Exercise requirements ▸
Copy each line in the data below that contains the word "collections".

Data provided ▸
==========
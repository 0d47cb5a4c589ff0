//! Sequence detection requests.

use std::sync::Arc;

use seqconv_core::error::CoreError;
use seqconv_core::sequence::{first_sequence, SequenceDescriptor};

use crate::api::{ApiError, ConverterBackend};

/// Scan failures. "No sequence found" is not one of them.
#[derive(Debug, thiserror::Error)]
pub enum ScanError {
    #[error("no directory given to scan")]
    MissingPath,

    #[error("scan request failed: {0}")]
    Request(#[from] ApiError),

    #[error("scan returned an invalid sequence: {0}")]
    InvalidDescriptor(#[from] CoreError),
}

#[derive(Clone)]
pub struct SequenceScanner {
    backend: Arc<dyn ConverterBackend>,
}

impl SequenceScanner {
    pub fn new(backend: Arc<dyn ConverterBackend>) -> Self {
        Self { backend }
    }

    /// Scan `path` and return the first detected sequence, if any.
    pub async fn scan(&self, path: &str) -> Result<Option<SequenceDescriptor>, ScanError> {
        let path = path.trim();
        if path.is_empty() {
            return Err(ScanError::MissingPath);
        }

        let sequences = self.backend.scan(path).await?;
        tracing::debug!(path = %path, found = sequences.len(), "Scan finished");
        Ok(first_sequence(sequences)?)
    }
}
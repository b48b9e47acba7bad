pub mod odds_api;
pub mod sportradar_api;

pub use odds_api::OddsApiClient;
pub use sportradar_api::SportradarClient;
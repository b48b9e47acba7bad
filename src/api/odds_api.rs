use crate::config::Config;
use anyhow::{Context, Result};
use serde_json::Value;
use tracing::info;

const ODDS_API_BASE_URL: &str = "https://api.the-odds-api.com/v4";

/// Client for The Odds API
pub struct OddsApiClient {
    api_key: String,
    regions: String,
    client: reqwest::Client,
}

impl OddsApiClient {
    pub fn new(api_key: String, regions: String) -> Self {
        Self {
            api_key,
            regions,
            client: reqwest::Client::new(),
        }
    }

    pub fn from_config(config: &Config) -> Result<Self> {
        Ok(Self::new(
            config.require_odds_api_key()?.to_string(),
            config.odds_api_regions.clone(),
        ))
    }

    /// Fetch moneyline, spread and total odds for one event, in decimal format.
    /// The response is the raw event document, ready for the odds-api normalizer.
    pub async fn fetch_event_odds(&self, sport_key: &str, event_id: &str) -> Result<Value> {
        let url = format!(
            "{}/sports/{}/events/{}/odds",
            ODDS_API_BASE_URL, sport_key, event_id
        );
        info!("Fetching odds for event {} ({})", event_id, sport_key);

        let response = self
            .client
            .get(&url)
            .query(&[
                ("apiKey", self.api_key.as_str()),
                ("regions", self.regions.as_str()),
                ("markets", "h2h,spreads,totals"),
                ("oddsFormat", "decimal"),
            ])
            .send()
            .await
            .context("Failed to fetch odds from The Odds API")?;

        if !response.status().is_success() {
            anyhow::bail!("Odds API returned error: {}", response.status());
        }

        response
            .json()
            .await
            .context("Failed to parse Odds API response")
    }

    /// Check how many API requests you have remaining
    pub async fn check_usage(&self) -> Result<()> {
        let url = format!("{}/sports", ODDS_API_BASE_URL);

        let response = self
            .client
            .get(&url)
            .query(&[("apiKey", self.api_key.as_str())])
            .send()
            .await?;

        if let Some(remaining) = response.headers().get("x-requests-remaining") {
            info!("API requests remaining: {:?}", remaining);
        }

        if let Some(used) = response.headers().get("x-requests-used") {
            info!("API requests used: {:?}", used);
        }

        Ok(())
    }
}

#[cfg(test)]
mod tests {
    use super::*;
    use crate::normalizers::{OddsApiNormalizer, TeamOddsNormalizer};

    #[tokio::test]
    #[ignore]
    async fn test_fetch_event_odds() {
        let config = Config::from_env();
        let client = OddsApiClient::from_config(&config).unwrap();
        let event_id = std::env::var("ODDS_API_EVENT_ID").expect("ODDS_API_EVENT_ID not set");

        let raw = client
            .fetch_event_odds("basketball_nba", &event_id)
            .await
            .unwrap();
        let doc = OddsApiNormalizer.normalize_team_odds(raw).unwrap();
        assert!(!doc.home_team.is_empty());
    }
}
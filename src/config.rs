//! Runtime configuration for the provider clients.
//!
//! Everything is read once from the environment (after loading `.env`) into
//! a [`Config`] value that is handed to the clients that need it. The
//! analysis functions never look at configuration.

use anyhow::{Context, Result};
use std::path::PathBuf;

const DEFAULT_SPORTRADAR_ACCESS_LEVEL: &str = "trial";
const DEFAULT_SPORTRADAR_LANGUAGE: &str = "en";
const DEFAULT_ODDS_API_REGIONS: &str = "us";
const DEFAULT_CACHE_DIR: &str = "cache";

#[derive(Debug, Clone, PartialEq)]
pub struct Config {
    pub odds_api_key: Option<String>,
    pub odds_api_regions: String,
    pub sportradar_api_key: Option<String>,
    pub sportradar_access_level: String,
    pub sportradar_language: String,
    pub cache_dir: PathBuf,
    /// Player-prop market keywords; empty means the built-in list
    pub prop_markets: Vec<String>,
}

impl Default for Config {
    fn default() -> Self {
        Self {
            odds_api_key: None,
            odds_api_regions: DEFAULT_ODDS_API_REGIONS.to_string(),
            sportradar_api_key: None,
            sportradar_access_level: DEFAULT_SPORTRADAR_ACCESS_LEVEL.to_string(),
            sportradar_language: DEFAULT_SPORTRADAR_LANGUAGE.to_string(),
            cache_dir: PathBuf::from(DEFAULT_CACHE_DIR),
            prop_markets: Vec::new(),
        }
    }
}

impl Config {
    /// Load `.env` and read configuration from the environment
    pub fn from_env() -> Self {
        dotenv::dotenv().ok();
        Self::from_lookup(|key| std::env::var(key).ok())
    }

    /// Build a config from any key lookup. Blank values count as unset.
    pub fn from_lookup<F>(lookup: F) -> Self
    where
        F: Fn(&str) -> Option<String>,
    {
        let get = |key: &str| {
            lookup(key)
                .map(|v| v.trim().to_string())
                .filter(|v| !v.is_empty())
        };
        let defaults = Config::default();

        Self {
            odds_api_key: get("ODDS_API_KEY"),
            odds_api_regions: get("ODDS_API_REGIONS").unwrap_or(defaults.odds_api_regions),
            sportradar_api_key: get("SPORTRADAR_API_KEY"),
            sportradar_access_level: get("SPORTRADAR_ACCESS_LEVEL")
                .unwrap_or(defaults.sportradar_access_level),
            sportradar_language: get("SPORTRADAR_LANGUAGE").unwrap_or(defaults.sportradar_language),
            cache_dir: get("CACHE_DIR")
                .map(PathBuf::from)
                .unwrap_or(defaults.cache_dir),
            prop_markets: get("PROP_MARKETS")
                .map(|list| {
                    list.split(',')
                        .map(|m| m.trim().to_lowercase())
                        .filter(|m| !m.is_empty())
                        .collect()
                })
                .unwrap_or_default(),
        }
    }

    pub fn require_odds_api_key(&self) -> Result<&str> {
        self.odds_api_key
            .as_deref()
            .context("ODDS_API_KEY not set in environment or .env file")
    }

    pub fn require_sportradar_api_key(&self) -> Result<&str> {
        self.sportradar_api_key
            .as_deref()
            .context("SPORTRADAR_API_KEY not set in environment or .env file")
    }
}

#[cfg(test)]
mod tests {
    use super::*;
    use std::collections::HashMap;

    #[test]
    fn test_defaults_when_unset() {
        let config = Config::from_lookup(|_| None);
        assert_eq!(config, Config::default());
        assert!(config.require_sportradar_api_key().is_err());
        assert!(config.require_odds_api_key().is_err());
    }

    #[test]
    fn test_from_lookup() {
        let env: HashMap<&str, &str> = HashMap::from([
            ("SPORTRADAR_API_KEY", " sr-key "),
            ("SPORTRADAR_ACCESS_LEVEL", "production"),
            ("ODDS_API_KEY", ""),
            ("CACHE_DIR", "/tmp/odds"),
            ("PROP_MARKETS", "Total Points, total rebounds,,"),
        ]);
        let config = Config::from_lookup(|key| env.get(key).map(|v| v.to_string()));

        assert_eq!(config.require_sportradar_api_key().unwrap(), "sr-key");
        assert_eq!(config.sportradar_access_level, "production");
        assert_eq!(config.sportradar_language, "en");
        assert_eq!(config.odds_api_key, None);
        assert_eq!(config.cache_dir, PathBuf::from("/tmp/odds"));
        assert_eq!(config.prop_markets, vec!["total points", "total rebounds"]);
    }
}
pub mod odds_api;
pub mod sportradar;

use crate::error::OddsError;
use crate::models::{PlayerPropsDocument, RawOddsDocument};
use serde::{Deserialize, Serialize};
use serde_json::Value;
use std::fmt;
use std::str::FromStr;

pub use odds_api::OddsApiNormalizer;
pub use sportradar::{SportradarNormalizer, DEFAULT_PROP_MARKETS};

/// Upstream schema a raw document was produced by
#[derive(Debug, Clone, Copy, PartialEq, Eq, Hash, Serialize, Deserialize)]
#[serde(rename_all = "kebab-case")]
pub enum Provider {
    /// The Odds API event odds, already in the canonical team shape
    OddsApi,
    /// Sportradar odds comparison (prematch markets or player props)
    Sportradar,
    /// Documents previously normalized and saved by this crate
    Canonical,
}

impl Provider {
    pub fn as_str(&self) -> &'static str {
        match self {
            Provider::OddsApi => "odds-api",
            Provider::Sportradar => "sportradar",
            Provider::Canonical => "canonical",
        }
    }
}

impl fmt::Display for Provider {
    fn fmt(&self, f: &mut fmt::Formatter<'_>) -> fmt::Result {
        f.write_str(self.as_str())
    }
}

impl FromStr for Provider {
    type Err = String;

    fn from_str(s: &str) -> Result<Self, Self::Err> {
        match s.trim().to_lowercase().as_str() {
            "odds-api" | "oddsapi" | "the-odds-api" => Ok(Provider::OddsApi),
            "sportradar" => Ok(Provider::Sportradar),
            "canonical" => Ok(Provider::Canonical),
            other => Err(format!("unknown provider: {}", other)),
        }
    }
}

/// Converts a provider's raw team-market payload into the canonical shape
pub trait TeamOddsNormalizer {
    fn normalize_team_odds(&self, raw: Value) -> Result<RawOddsDocument, OddsError>;
}

/// Converts a provider's raw player-prop payload into the canonical shape
pub trait PlayerPropsNormalizer {
    fn normalize_player_props(&self, raw: Value) -> Result<PlayerPropsDocument, OddsError>;
}

/// Reads documents that are already canonical
pub struct CanonicalNormalizer;

impl TeamOddsNormalizer for CanonicalNormalizer {
    fn normalize_team_odds(&self, raw: Value) -> Result<RawOddsDocument, OddsError> {
        RawOddsDocument::from_value(raw)
    }
}

impl PlayerPropsNormalizer for CanonicalNormalizer {
    fn normalize_player_props(&self, raw: Value) -> Result<PlayerPropsDocument, OddsError> {
        if raw.get("players_props").is_none() {
            return Err(OddsError::format("player props document has no players_props"));
        }
        serde_json::from_value(raw).map_err(|e| OddsError::format(e.to_string()))
    }
}

/// Pick the team-market normalizer for a provider
pub fn team_normalizer(provider: Provider) -> Box<dyn TeamOddsNormalizer> {
    match provider {
        Provider::OddsApi => Box::new(OddsApiNormalizer),
        Provider::Sportradar => Box::new(SportradarNormalizer::default()),
        Provider::Canonical => Box::new(CanonicalNormalizer),
    }
}

/// Pick the player-prop normalizer for a provider
pub fn player_props_normalizer(
    provider: Provider,
    prop_markets: &[String],
) -> Result<Box<dyn PlayerPropsNormalizer>, OddsError> {
    match provider {
        Provider::Sportradar => Ok(Box::new(SportradarNormalizer::new(prop_markets.to_vec()))),
        Provider::Canonical => Ok(Box::new(CanonicalNormalizer)),
        Provider::OddsApi => Err(OddsError::UnsupportedProvider {
            provider,
            target: "player props",
        }),
    }
}

/// Read a JSON number, or a string holding one
pub(crate) fn parse_number(value: &Value) -> Option<f64> {
    match value {
        Value::Number(n) => n.as_f64(),
        Value::String(s) => s.trim().parse::<f64>().ok(),
        _ => None,
    }
}
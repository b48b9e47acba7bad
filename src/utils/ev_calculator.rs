/// Convert decimal odds to the probability the price encodes.
/// Zero, negative or missing odds carry no signal and give `None`.
pub fn implied_probability(odds: Option<f64>) -> Option<f64> {
    match odds {
        Some(odds) if odds > 0.0 && odds.is_finite() => Some(1.0 / odds),
        _ => None,
    }
}

/// Calculate the relative edge of a model probability over the market price.
///
/// EV = (model_prob - implied_prob) / implied_prob, which for decimal odds is
/// the same as `model_prob * odds - 1`: the expected profit per unit staked.
/// Returns 0 when either input is missing or zero.
pub fn expected_value(model_prob: Option<f64>, market_odds: Option<f64>) -> f64 {
    let (Some(model_prob), Some(market_odds)) = (model_prob, market_odds) else {
        return 0.0;
    };
    if model_prob == 0.0 || market_odds == 0.0 {
        return 0.0;
    }

    match implied_probability(Some(market_odds)) {
        Some(implied_prob) => (model_prob - implied_prob) / implied_prob,
        None => 0.0,
    }
}

#[cfg(test)]
mod tests {
    use super::*;

    #[test]
    fn test_implied_probability() {
        assert_eq!(implied_probability(Some(2.0)), Some(0.5));
        assert_eq!(implied_probability(Some(4.0)), Some(0.25));
        assert_eq!(implied_probability(None), None);
        assert_eq!(implied_probability(Some(0.0)), None);
        assert_eq!(implied_probability(Some(-1.5)), None);
        assert_eq!(implied_probability(Some(f64::NAN)), None);
    }

    #[test]
    fn test_expected_value() {
        // Positive EV: 60% on even money
        let ev = expected_value(Some(0.6), Some(2.0));
        assert!((ev - 0.2).abs() < 1e-9);

        // Fair price
        let ev = expected_value(Some(0.5), Some(2.0));
        assert!(ev.abs() < 1e-9);

        // Negative EV: 40% at 2.0
        let ev = expected_value(Some(0.4), Some(2.0));
        assert!(ev < 0.0);
    }

    #[test]
    fn test_expected_value_degenerate_inputs() {
        assert_eq!(expected_value(Some(0.7), None), 0.0);
        assert_eq!(expected_value(None, Some(2.0)), 0.0);
        assert_eq!(expected_value(Some(0.0), Some(2.0)), 0.0);
        assert_eq!(expected_value(Some(0.7), Some(0.0)), 0.0);
        assert_eq!(expected_value(Some(0.7), Some(-2.0)), 0.0);
    }

    #[test]
    fn test_expected_value_scales_with_odds() {
        // Same 5 point edge is worth more on a long shot than near even money
        let long_shot = expected_value(Some(0.25), Some(5.0));
        let even = expected_value(Some(0.55), Some(2.0));
        assert!(long_shot > even);
    }
}
use super::{parse_number, PlayerPropsNormalizer, TeamOddsNormalizer};
use crate::error::OddsError;
use crate::models::{
    MarketKey, PlayerMarket, PlayerProps, PlayerPropsDocument, PropBook, PropOutcome,
    PropsMetadata, Quote, RawBookmaker, RawMarket, RawOddsDocument, RawOutcome,
};
use serde::Deserialize;
use serde_json::Value;
use std::collections::HashMap;
use tracing::{debug, warn};

/// Player-prop market name fragments worth keeping
pub const DEFAULT_PROP_MARKETS: &[&str] = &[
    "total points",
    "total assists",
    "total rebounds",
    "total 3-point",
    "total steals",
    "total blocks",
    "total turnovers",
    "total 2-point",
    "double double",
    "triple double",
];

/// Response of the odds comparison `sport_event_markets` endpoint
#[derive(Debug, Deserialize)]
struct SportEventMarkets {
    sport_event: SportEvent,
    #[serde(default)]
    markets: Vec<SportradarMarket>,
}

/// Response of the odds comparison `players_props` endpoint
#[derive(Debug, Deserialize)]
struct PlayersPropsResponse {
    sport_event_players_props: SportEventPlayersProps,
}

#[derive(Debug, Deserialize)]
struct SportEventPlayersProps {
    #[serde(default)]
    sport_event: Option<SportEvent>,
    #[serde(default)]
    players_props: Vec<SportradarPlayerProps>,
}

#[derive(Debug, Deserialize)]
struct SportEvent {
    #[serde(default)]
    id: String,
    #[serde(default)]
    start_time: Option<String>,
    #[serde(default)]
    competitors: Vec<Competitor>,
}

#[derive(Debug, Deserialize)]
struct Competitor {
    #[serde(default)]
    name: String,
    #[serde(default)]
    qualifier: Option<String>,
}

#[derive(Debug, Deserialize)]
struct SportradarPlayerProps {
    player: SportradarPlayer,
    #[serde(default)]
    markets: Vec<SportradarMarket>,
}

#[derive(Debug, Deserialize)]
struct SportradarPlayer {
    id: String,
    name: String,
    #[serde(default)]
    competitor_id: Option<String>,
}

#[derive(Debug, Deserialize)]
struct SportradarMarket {
    #[serde(default)]
    id: Value,
    #[serde(default)]
    name: String,
    #[serde(default)]
    books: Vec<SportradarBook>,
}

#[derive(Debug, Deserialize)]
struct SportradarBook {
    #[serde(default)]
    id: Value,
    #[serde(default)]
    name: String,
    #[serde(default)]
    outcomes: Vec<SportradarOutcome>,
}

#[derive(Debug, Deserialize)]
struct SportradarOutcome {
    #[serde(rename = "type", default)]
    outcome_type: String,
    #[serde(default)]
    odds_decimal: Value,
    #[serde(default)]
    handicap: Value,
    #[serde(default)]
    total: Value,
}

/// Map a Sportradar market name onto the canonical market key
fn team_market_key(name: &str) -> Option<MarketKey> {
    match name {
        "winner (incl. overtime)" | "1x2" => Some(MarketKey::Moneyline),
        "spread (incl. overtime)" | "handicap (incl. overtime)" => Some(MarketKey::Spread),
        "total (incl. overtime)" => Some(MarketKey::Total),
        _ => None,
    }
}

fn quote(value: &Value) -> Quote {
    match value {
        Value::Null => Quote::Missing,
        other => match parse_number(other) {
            Some(v) => Quote::Value(v),
            None => Quote::Malformed(other.clone()),
        },
    }
}

fn id_string(value: &Value) -> Option<String> {
    match value {
        Value::String(s) => Some(s.clone()),
        Value::Number(n) => Some(n.to_string()),
        _ => None,
    }
}

/// Book names are grouped case- and space-insensitively ("Bet 365" == "bet365")
fn book_key(name: &str) -> String {
    name.to_lowercase().replace(' ', "")
}

/// Normalizer for the Sportradar odds comparison APIs
pub struct SportradarNormalizer {
    prop_markets: Vec<String>,
}

impl Default for SportradarNormalizer {
    /// Tracks the built-in prop markets; team markets need no configuration
    fn default() -> Self {
        Self::new(Vec::new())
    }
}

impl SportradarNormalizer {
    pub fn new(prop_markets: Vec<String>) -> Self {
        let prop_markets = if prop_markets.is_empty() {
            DEFAULT_PROP_MARKETS.iter().map(|m| m.to_string()).collect()
        } else {
            prop_markets.into_iter().map(|m| m.to_lowercase()).collect()
        };
        Self { prop_markets }
    }

    fn is_tracked_prop_market(&self, name: &str) -> bool {
        let name = name.to_lowercase();
        self.prop_markets.iter().any(|m| name.contains(m.as_str()))
    }

    fn team_outcome(
        key: &MarketKey,
        outcome: &SportradarOutcome,
        home_team: &str,
        away_team: &str,
    ) -> Option<RawOutcome> {
        let (name, point) = match (key, outcome.outcome_type.as_str()) {
            (MarketKey::Moneyline, "home") => (home_team.to_string(), Quote::Missing),
            (MarketKey::Moneyline, "away") => (away_team.to_string(), Quote::Missing),
            (MarketKey::Spread, "home_handicap") => {
                (home_team.to_string(), quote(&outcome.handicap))
            }
            (MarketKey::Spread, "away_handicap") => {
                (away_team.to_string(), quote(&outcome.handicap))
            }
            (MarketKey::Total, "over") => ("Over".to_string(), quote(&outcome.total)),
            (MarketKey::Total, "under") => ("Under".to_string(), quote(&outcome.total)),
            // draw and anything else we have no bucket for
            _ => return None,
        };

        Some(RawOutcome {
            name,
            price: quote(&outcome.odds_decimal),
            point,
        })
    }
}

impl TeamOddsNormalizer for SportradarNormalizer {
    fn normalize_team_odds(&self, raw: Value) -> Result<RawOddsDocument, OddsError> {
        let response: SportEventMarkets = serde_json::from_value(raw)
            .map_err(|e| OddsError::format(format!("sportradar prematch: {}", e)))?;

        let mut home_team = String::new();
        let mut away_team = String::new();
        for competitor in &response.sport_event.competitors {
            match competitor.qualifier.as_deref() {
                Some("home") => home_team = competitor.name.clone(),
                Some("away") => away_team = competitor.name.clone(),
                _ => {}
            }
        }

        let mut bookmakers: Vec<RawBookmaker> = Vec::new();
        let mut book_index: HashMap<String, usize> = HashMap::new();

        for market in &response.markets {
            let Some(key) = team_market_key(&market.name) else {
                debug!("Skipping sportradar market {}", market.name);
                continue;
            };

            for book in &market.books {
                let outcomes: Vec<RawOutcome> = book
                    .outcomes
                    .iter()
                    .filter_map(|o| Self::team_outcome(&key, o, &home_team, &away_team))
                    .collect();
                if outcomes.is_empty() {
                    continue;
                }

                let bk = book_key(&book.name);
                let index = *book_index.entry(bk.clone()).or_insert_with(|| {
                    bookmakers.push(RawBookmaker {
                        key: bk,
                        title: Some(book.name.clone()),
                        last_update: None,
                        markets: Vec::new(),
                    });
                    bookmakers.len() - 1
                });

                bookmakers[index].markets.push(RawMarket {
                    key: key.clone(),
                    outcomes,
                });
            }
        }

        Ok(RawOddsDocument {
            id: response.sport_event.id,
            sport_key: None,
            sport_title: None,
            commence_time: response.sport_event.start_time,
            home_team,
            away_team,
            source: Some("sportradar".to_string()),
            bookmakers,
        })
    }
}

impl PlayerPropsNormalizer for SportradarNormalizer {
    fn normalize_player_props(&self, raw: Value) -> Result<PlayerPropsDocument, OddsError> {
        let response: PlayersPropsResponse = serde_json::from_value(raw)
            .map_err(|e| OddsError::format(format!("sportradar player props: {}", e)))?;
        let props = response.sport_event_players_props;

        let metadata = match props.sport_event {
            Some(event) => PropsMetadata {
                generated_at: None,
                event_id: event.id,
                teams: event.competitors.into_iter().map(|c| c.name).collect(),
            },
            None => PropsMetadata::default(),
        };

        let mut players_props = Vec::new();
        for entry in props.players_props {
            let markets: Vec<PlayerMarket> = entry
                .markets
                .iter()
                .filter(|m| self.is_tracked_prop_market(&m.name))
                .map(|m| PlayerMarket {
                    market_id: id_string(&m.id),
                    market_name: m.name.clone(),
                    books: prop_books(&entry.player.id, &m.books),
                })
                .collect();

            // Players with nothing we track are dropped
            if markets.is_empty() {
                continue;
            }

            players_props.push(PlayerProps {
                player_id: entry.player.id,
                player_name: entry.player.name,
                team_id: entry.player.competitor_id,
                markets,
            });
        }

        Ok(PlayerPropsDocument {
            metadata,
            players_props,
        })
    }
}

fn prop_books(player_id: &str, books: &[SportradarBook]) -> Vec<PropBook> {
    books.iter().map(|b| prop_book(player_id, b)).collect()
}

fn prop_book(player_id: &str, book: &SportradarBook) -> PropBook {
    let outcomes = book
        .outcomes
        .iter()
        .filter_map(|o| {
            let odds = parse_number(&o.odds_decimal);
            let total = parse_number(&o.total);
            match (odds, total) {
                (Some(odds_decimal), Some(total)) => Some(PropOutcome {
                    outcome_type: o.outcome_type.clone(),
                    odds_decimal,
                    total,
                }),
                _ => {
                    warn!(
                        "Skipping prop outcome for {} at {}: odds {} total {}",
                        player_id, book.name, o.odds_decimal, o.total
                    );
                    None
                }
            }
        })
        .collect();

    PropBook {
        book_id: id_string(&book.id),
        book_name: Some(book.name.clone()),
        outcomes,
    }
}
==========
Result for this exercise ▸
    use std::collections::HashMap;
use std::collections::HashMap;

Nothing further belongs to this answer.